Repository files navigation

tiny-xpu

A modular SystemVerilog systolic array with an ONNX Execution Provider, targeting FPGA deployment and architectural exploration.

Goals: Non-rectangular systolic architectures · ONNX EP software interface · Performance counters for architectural tradeoff analysis · FPGA deployment support

Setup

Linux (Debian/Ubuntu)

sudo apt install iverilog verilator yosys

Install ONNX Runtime:

sudo mkdir -p /opt/onnxruntime
wget -P /tmp https://github.com/microsoft/onnxruntime/releases/download/v1.24.2/onnxruntime-linux-x64-1.24.2.tgz
sudo tar -xzf /tmp/onnxruntime-linux-x64-1.24.2.tgz -C /opt/onnxruntime --strip-components=1
echo 'export LD_LIBRARY_PATH=/opt/onnxruntime/lib:$LD_LIBRARY_PATH' >> ~/.bashrc && source ~/.bashrc

Mac (Homebrew)

brew install iverilog verilator yosys cmake
brew install python@3.13  # open new terminal after

Install ONNX Runtime:

sudo mkdir -p /opt/onnxruntime
curl -OL --output-dir /tmp https://github.com/microsoft/onnxruntime/releases/download/v1.24.2/onnxruntime-osx-arm64-1.24.2.tgz
sudo tar -xzf /tmp/onnxruntime-osx-arm64-1.24.2.tgz -C /opt/onnxruntime --strip-components=1
echo 'export DYLD_LIBRARY_PATH=/opt/onnxruntime/lib:$DYLD_LIBRARY_PATH' >> ~/.zshrc && source ~/.zshrc

Python packages

python3.13 -m venv .venv && source .venv/bin/activate
pip install matplotlib cocotb onnxruntime==1.24.2 onnx torch torchvision

Build and Test

mkdir -p build && cd build
cmake .. -DSIM=ON   # SIM=ON links Verilator into the ONNX EP
make -j
ctest --verbose     # waveforms written to test/sim_build/*.fst

Key CMake flags:

  • -DSIM=ON — use Verilator simulation backend (required for software runs)
  • -DSIM_ROWS=N -DSIM_COLS=N — override array size (default 64×64)

Install the Surfer VSCode extension to view .fst waveforms.

Run scripts

source .venv/bin/activate

python scripts/matmul.py          # generates matmul_integer_?x?.onnx
python scripts/run_matmul.py      # 2-D MatMulInteger via Verilator, verifies vs NumPy
python scripts/test_ops.py        # batched MatMulInteger + Gemm tests

Systolic Array Architecture

A ROWS × COLS PE grid.
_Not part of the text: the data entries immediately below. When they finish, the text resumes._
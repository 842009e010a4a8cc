//! CLI argument definitions and parsing.
//!
//! Responsibilities:
//! - Define the CLI structure using clap derive macros.
//! - Parse command-line arguments and environment variables.
//!
//! Non-responsibilities:
//! - Does not execute commands (see `dispatch` module).
//! - Does not open parameter files (see `config_context` module).

use clap::{Parser, Subcommand, ValueEnum};
use std::path::PathBuf;

#[derive(Parser)]
#[command(name = "spfr-cli")]
#[command(about = "SPFR - read typed parameters from simple key: value files", long_about = None)]
#[command(version)]
#[command(
    after_help = "Examples:\n  spfr-cli --config demos/test.config check\n  spfr-cli --config demos/test.config dump -o json\n  spfr-cli --config demos/test.config get number_int --type int\n  spfr-cli --config demos/test.config get number_int_array --type int --len 5\n"
)]
pub struct Cli {
    /// Path to the parameter file.
    ///
    /// Can also be set via SPFR_CONFIG_PATH environment variable.
    #[arg(short, long, global = true, env = "SPFR_CONFIG_PATH", value_name = "FILE")]
    pub config: Option<PathBuf>,

    /// Maximum accepted file size in bytes (overrides SPFR_MAX_BYTES, default 1 MiB)
    #[arg(long, global = true, value_name = "BYTES")]
    pub max_bytes: Option<u64>,

    /// Output format (table, json)
    #[arg(short, long, global = true, default_value = "table")]
    pub output: String,

    /// Suppress diagnostics (lookup status lines are not logged).
    #[arg(short, long, global = true)]
    pub quiet: bool,

    #[command(subcommand)]
    pub command: Commands,
}

#[derive(Subcommand)]
pub enum Commands {
    /// Check that the file forms complete key/value pairs
    Check,

    /// List all parameters in file order
    Dump,

    /// Resolve a single parameter, falling back to a default
    Get {
        /// Parameter name
        name: String,

        /// Type the value is read as
        #[arg(short = 't', long = "type", value_enum, default_value_t = ValueType::String)]
        value_type: ValueType,

        /// Read the value as an array with exactly this many elements
        #[arg(short, long, value_name = "N")]
        len: Option<usize>,

        /// Value used when the parameter is missing or malformed
        /// (an array literal such as [1,2,3] when --len is given)
        #[arg(short, long, value_name = "VALUE")]
        default: Option<String>,
    },
}

/// Value types a parameter can be read as.
#[derive(Debug, Clone, Copy, PartialEq, Eq, ValueEnum)]
pub enum ValueType {
    String,
    Char,
    Int,
    Float,
    Bool,
}
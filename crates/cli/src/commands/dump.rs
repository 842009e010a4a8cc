//! Dump command.
//!
//! Responsibilities:
//! - List every complete key/value pair in file order, duplicates included.

use anyhow::Result;
use spfr_config::{Pair, ParamReader};

use crate::error::ExitCode;
use crate::formatters::{OutputFormat, format_pairs};

pub fn run(reader: &ParamReader, format: OutputFormat) -> Result<ExitCode> {
    let pairs: Vec<Pair<'_>> = reader.pairs().collect();
    print!("{}", format_pairs(&pairs, format)?);

    // A dangling key means the listing above is incomplete.
    Ok(if reader.raw_config().token_count() % 2 == 0 {
        ExitCode::Success
    } else {
        ExitCode::ValidationError
    })
}
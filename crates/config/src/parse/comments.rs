//! Comment removal.
//!
//! Responsibilities:
//! - Remove `#` comments from raw parameter file text.
//! - Keep the terminating newline of lines that carry content before a comment.
//! - Drop lines that consist only of a comment entirely (no blank line left behind).
//!
//! Invariants:
//! - Text without a comment marker is returned unchanged.
//! - A newline always ends an open comment and starts a new line.

use crate::constants::COMMENT_MARKER;

/// Scanner state while walking the source one character at a time.
#[derive(Debug, Clone, Copy)]
struct ParseState {
    /// Inside a comment that has not reached its newline yet.
    in_comment: bool,
    /// No non-whitespace character has been seen on the current line.
    at_line_start: bool,
    /// The open comment began before any content on its line.
    whole_line_comment: bool,
}

impl Default for ParseState {
    fn default() -> Self {
        Self {
            in_comment: false,
            at_line_start: true,
            whole_line_comment: false,
        }
    }
}

/// Removes all comments from `source`.
///
/// A comment starts at `#` and runs up to the next newline. When the comment
/// is the only content of its line, the line disappears together with its
/// newline. When content precedes the comment, only the comment is removed
/// and the newline is kept so the content stays a complete line.
pub fn strip_comments(source: &str) -> String {
    let mut out = String::with_capacity(source.len());
    let mut state = ParseState::default();

    for c in source.chars() {
        if state.in_comment {
            if c == '\n' {
                state.in_comment = false;
                if !state.whole_line_comment {
                    out.push('\n');
                }
                state.at_line_start = true;
            }
            continue;
        }

        if c == COMMENT_MARKER {
            state.in_comment = true;
            state.whole_line_comment = state.at_line_start;
            continue;
        }

        out.push(c);

        if c == '\n' {
            state.at_line_start = true;
        } else if !c.is_ascii_whitespace() {
            state.at_line_start = false;
        }
    }

    out
}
Dataflow is weight-stationary: weights load once, then activations stream east (→) while partial sums cascade south (↓).

Ports of array.sv:

  • data_in[ROWS] — one int8 activation per row per cycle (internally skewed)
  • weight_in_top[COLS], weight_ld[COLS] — load weights via systolic cascade (weight_ld=1 for ROWS cycles)
  • acc_out[COLS] — raw int32 result per column (no de-skew)
  • q_out[COLS] — int8 requantized output (valid when requant_en=1)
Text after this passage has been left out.